Although needle-sharing among intravenous drug users remains the main transmission route, statistics reveal that the proportion of sexually transmitted HIV infections had increased from 5.5 per cent in 1997 to 10.9 per cent at the end of 2002, while the proportion of mother-to-child transmission rose from 0.1 per cent to 0.4 per cent.

"China should constantly promote effective intervention measures (to prevent the spread of AIDS)," said China's Vice-Premier Wu Yi at a national working meeting on HIV/AIDS.

Worries to be addressed

Nonetheless, legal support for such measures is still absent. China's existing 300 or so laws and regulations issued at various levels on AIDS prevention and control are often contradictory. Some still classify AIDS as a venereal disease, while others require that AIDS patients be isolated.

Insiders still worry about the possible misleading messages sent out by such measures as condom promotion and needle exchange programmes, which seem in conflict with the current punitive laws against prostitution and drug use.

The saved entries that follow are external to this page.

//! Shared utilities for integration tests.

#![allow(dead_code)]

use std::fs::File;
use std::io::{self, BufReader, Read};
use std::net::SocketAddr;
use std::path::PathBuf;
use std::sync::atomic::{AtomicUsize, Ordering};
use std::sync::Arc;
use std::time::Duration;

use axum::body::Bytes;
use axum::extract::Path;
use axum::http::{HeaderMap, StatusCode};
use axum::routing::{any, get};
use axum::Router;
use tokio::net::{TcpListener, TcpStream};
use tokio::runtime::Runtime;
use tokio_rustls::server::TlsStream;
use tokio_rustls::TlsAcceptor;
use tracing::{Event, Level, Subscriber};
use tracing_subscriber::layer::{Context, Layer};

use simple_http_client::ClientConfig;

pub const LARGE_BODY: usize = 2 * 1024 * 1024;

/// Client settings for tests: generous timeouts, no ambient proxy.
pub fn test_config(id: &str) -> ClientConfig {
    ClientConfig {
        id: id.to_string(),
        socket_timeout_ms: 5_000,
        connect_timeout_ms: 1_000,
        response_timeout_ms: 10_000,
        use_ambient_proxy_settings: false,
        stop_timeout_ms: 1_000,
        ..ClientConfig::default()
    }
}

/// Mock backend on an ephemeral port, served from its own runtime.
pub struct MockServer {
    addr: SocketAddr,
    scheme: &'static str,
    runtime: Option<Runtime>,
}

impl MockServer {
    pub fn start() -> Self {
        let runtime = server_runtime();
        let listener = runtime
            .block_on(TcpListener::bind("127.0.0.1:0"))
            .unwrap();
        let addr = listener.local_addr().unwrap();
        runtime.spawn(async move {
            let _ = axum::serve(listener, app()).await;
        });
        Self {
            addr,
            scheme: "http",
            runtime: Some(runtime),
        }
    }

    /// Same routes over TLS, with a certificate for `127.0.0.1` and
    /// `localhost` signed by `fixture("ca.pem")`.
    pub fn start_tls() -> Self {
        let runtime = server_runtime();
        let inner = runtime
            .block_on(TcpListener::bind("127.0.0.1:0"))
            .unwrap();
        let addr = inner.local_addr().unwrap();
        let listener = TlsListener {
            inner,
            acceptor: tls_acceptor(),
        };
        runtime.spawn(async move {
            let _ = axum::serve(listener, app()).await;
        });
        Self {
            addr,
            scheme: "https",
            runtime: Some(runtime),
        }
    }

    pub fn addr(&self) -> SocketAddr {
        self.addr
    }

    pub fn url(&self, path: &str) -> String {
        format!("{}://{}{}", self.scheme, self.addr, path)
    }
}

impl Drop for MockServer {
    fn drop(&mut self) {
        if let Some(runtime) = self.runtime.take() {
            runtime.shutdown_background();
        }
    }
}

fn server_runtime() -> Runtime {
    tokio::runtime::Builder::new_multi_thread()
        .worker_threads(2)
        .enable_all()
        .build()
        .unwrap()
}

/// Path of a file under `tests/fixtures`.
pub fn fixture(name: &str) -> PathBuf {
    PathBuf::from(env!("CARGO_MANIFEST_DIR"))
        .join("tests/fixtures")
        .join(name)
}

fn tls_acceptor() -> TlsAcceptor {
    let certs = rustls_pemfile::certs(&mut BufReader::new(
        File::open(fixture("server.pem")).unwrap(),
    ))
    .collect::<Result<Vec<_>, _>>()
    .unwrap();
    let key = rustls_pemfile::private_key(&mut BufReader::new(
        File::open(fixture("server.key")).unwrap(),
    ))
    .unwrap()
    .unwrap();

    let provider = Arc::new(rustls::crypto::ring::default_provider());
    let config = rustls::ServerConfig::builder_with_provider(provider)
        .with_safe_default_protocol_versions()
        .unwrap()
        .with_no_client_auth()
        .with_single_cert(certs, key)
        .unwrap();
    TlsAcceptor::from(Arc::new(config))
}

/// TCP listener that completes the TLS handshake before handing out streams.
struct TlsListener {
    inner: TcpListener,
    acceptor: TlsAcceptor,
}

impl axum::serve::Listener for TlsListener {
    type Io = TlsStream<TcpStream>;
    type Addr = SocketAddr;

    async fn accept(&mut self) -> (Self::Io, Self::Addr) {
        loop {
            let Ok((stream, addr)) = self.inner.accept().await else {
                continue;
            };
            // Failed handshakes are expected from clients that distrust the CA.
            if let Ok(stream) = self.acceptor.accept(stream).await {
                return (stream, addr);
            }
        }
    }

    fn local_addr(&self) -> io::Result<Self::Addr> {
        self.inner.local_addr()
    }
}

fn app() -> Router {
    Router::new()
        .route("/ok", get(|| async { "ok" }))
        .route(
            "/status/{code}",
            get(|Path(code): Path<u16>| async move {
                let status = StatusCode::from_u16(code).unwrap_or(StatusCode::BAD_REQUEST);
                (status, format!("status {code}"))
            }),
        )
        .route(
            "/delay/{ms}",
            get(|Path(ms): Path<u64>| async move {
                tokio::time::sleep(Duration::from_millis(ms)).await;
                "late"
            }),
        )
        .route("/large", get(|| async { vec![b'x'; LARGE_BODY] }))
        .route(
            "/large-error",
            get(|| async { (StatusCode::INTERNAL_SERVER_ERROR, vec![b'x'; LARGE_BODY]) }),
        )
        .route("/echo", any(|body: Bytes| async move { body }))
        .route(
            "/host",
            get(|headers: HeaderMap| async move {
                headers
                    .get("host")
                    .and_then(|v| v.to_str().ok())
                    .unwrap_or_default()
                    .to_string()
            }),
        )
}

/// A backend that accepts connections and closes them without answering.
pub fn start_closing_backend() -> SocketAddr {
    let listener = std::net::TcpListener::bind("127.0.0.1:0").unwrap();
    let addr = listener.local_addr().unwrap();
    std::thread::spawn(move || {
        for stream in listener.incoming() {
            match stream {
                Ok(stream) => drop(stream),
                Err(_) => break,
            }
        }
    });
    addr
}

/// A backend that reads one byte of each request and closes the socket.
/// The unread remainder makes the kernel reset the connection.
pub fn start_resetting_backend() -> SocketAddr {
    let listener = std::net::TcpListener::bind("127.0.0.1:0").unwrap();
    let addr = listener.local_addr().unwrap();
    std::thread::spawn(move || {
        for stream in listener.incoming() {
            match stream {
                Ok(mut stream) => {
                    let mut first = [0u8; 1];
                    let _ = stream.read(&mut first);
                    std::thread::sleep(Duration::from_millis(20));
                    drop(stream);
                }
                Err(_) => break,
            }
        }
    });
    addr
}

/// An address nothing listens on.
pub fn refused_addr() -> SocketAddr {
    let listener = std::net::TcpListener::bind("127.0.0.1:0").unwrap();
    listener.local_addr().unwrap()
}

/// Counts WARN events seen by the subscriber it is installed in.
#[derive(Clone, Default)]
pub struct WarnCounter {
    count: Arc<AtomicUsize>,
}

impl WarnCounter {
    pub fn count(&self) -> usize {
        self.count.load(Ordering::SeqCst)
    }
}

impl<S: Subscriber> Layer<S> for WarnCounter {
    fn on_event(&self, event: &Event<'_>, _ctx: Context<'_, S>) {
        if *event.metadata().level() == Level::WARN {
            self.count.fetch_add(1, Ordering::SeqCst);
        }
    }
}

"We have to find a balance point between the protection of individual rights and public health," says Zhang Kong, vice-president of the China Association for the Prevention of Venereal Disease and HIV/AIDS.

The amendment draft to China's 15-year-old law on contagious disease prevention and control has cancelled the clause on forced isolation of HIV/AIDS patients, which is regarded as a major step toward eliminating discrimination against people with HIV/AIDS.

"HIV/AIDS is now percolating down from high-risk groups to the general public in China," says Yin Dakuai, former vice-minister of health. "AIDS has become an issue beyond health. It is now a matter connected with national security. It is therefore the responsibility of the government to marshal all possible resources in the fight to control the disease."